Coriander shook her head,
“I didn’t kn-know what else to do when no one else could be b-bothered.”Marjoram’s mouth opened, but she couldn’t say what she wanted. She’d always said she’d be there for her if she needed it, but as her own hand stung, she couldn’t exactly repeat that in good faith. Coriander had always been such a bright and cheery girl that this girl...no, this young woman in front of her was almost unrecognizable. The shadow from the lantern stretched back far into the night, as though it might return to Tacet City, Marjoram wondering how many tears of Coriander’s had dried there. Clearly it was at once too many, and not enough. Marjoram had questioned the burden Coriander took onto herself, but she hadn’t considered the burden she bore alone, with not one peer or friend to share it with.

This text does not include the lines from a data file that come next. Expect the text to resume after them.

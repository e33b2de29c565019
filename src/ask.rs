//! Question answering commands: `liftdx ask` and `liftdx chat`.

use anyhow::{Context, Result};
use std::sync::Arc;
use tokio::io::{AsyncBufReadExt, AsyncWriteExt, BufReader};

use crate::config::Config;
use crate::engine;
use crate::loader;
use crate::models::DiagnosticResult;
use crate::session::SessionEngine;

/// Build a session over the configured knowledge base and engine.
pub fn build_session(config: &Config) -> Result<SessionEngine> {
    let kb = loader::load_from_config(&config.knowledge).context("Failed to load knowledge base")?;
    let engine = engine::create_engine(&config.engine).context("Failed to create reasoning engine")?;
    Ok(SessionEngine::new(Arc::new(kb), Arc::from(engine), config))
}

pub async fn run_ask(config: &Config, question: &str, no_history: bool) -> Result<()> {
    let session = build_session(config)?;
    let result = session.query(question, !no_history).await?;
    print_result(&result);
    Ok(())
}

/// Interactive multi-turn loop. `clear` resets the history, `quit` or
/// end of input exits.
pub async fn run_chat(config: &Config) -> Result<()> {
    let session = build_session(config)?;
    let summary = session.knowledge().summary();
    println!(
        "Lift Diagnostics - {} {} ({} entries). Type 'clear' to reset, 'quit' to exit.",
        summary.manufacturer, summary.version, summary.total
    );

    let mut lines = BufReader::new(tokio::io::stdin()).lines();
    let mut stdout = tokio::io::stdout();

    loop {
        stdout.write_all(b"\n> ").await?;
        stdout.flush().await?;

        let Some(line) = lines.next_line().await? else {
            break;
        };
        let line = line.trim();
        match line {
            "" => continue,
            "quit" | "exit" => break,
            "clear" => {
                session.clear_history().await;
                println!("History cleared.");
            }
            question => match session.query(question, true).await {
                Ok(result) => print_result(&result),
                // Engine failures leave the history intact; keep the loop alive.
                Err(e) => eprintln!("Error: {}", e),
            },
        }
    }

    Ok(())
}

pub fn print_result(result: &DiagnosticResult) {
    println!("{}", result.diagnosis_text());
    println!();
    println!("  Confidence:  {}", result.confidence_tier());
    if !result.codes_referenced().is_empty() {
        println!("  Codes:       {}", result.codes_referenced().join(", "));
    }
    if !result.manual_pages().is_empty() {
        let pages: Vec<String> = result.manual_pages().iter().map(u32::to_string).collect();
        println!("  Pages:       {}", pages.join(", "));
    }
    if !result.next_steps().is_empty() {
        println!("  Next steps:  {} identified", result.next_steps().len());
    }
}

“I’m sorry,” Marjoram replied. “I said something I shouldn’t have. I didn’t raise you wrong at all. I raised a wonderful young lady, who stood her ground for what she believed in even against me.” Coriander blinked, processing her mother’s words. “I think I understand now. I can’t really blame you that much when it was my fault in the first place for not noticing. And if you really think you’re ready for the responsibility you want, then I’ll let you have it. But just because you got lucky this time-” Marjoram began, stopping herself, much to Coriander’s surprise. Letting out a sigh, she said, “At least try to think a little more next time.”
Sniffling away the last of her tears, Coriander nodded in compliance. “Are you hungry?”
“Y-yeah,” Coriander mumbled. Taking her arm around her daughter’s shoulder, her other lifting the lantern, the two started back towards Melody, just as moonlight started to shine from above, the clouds clearing up, if only just a little.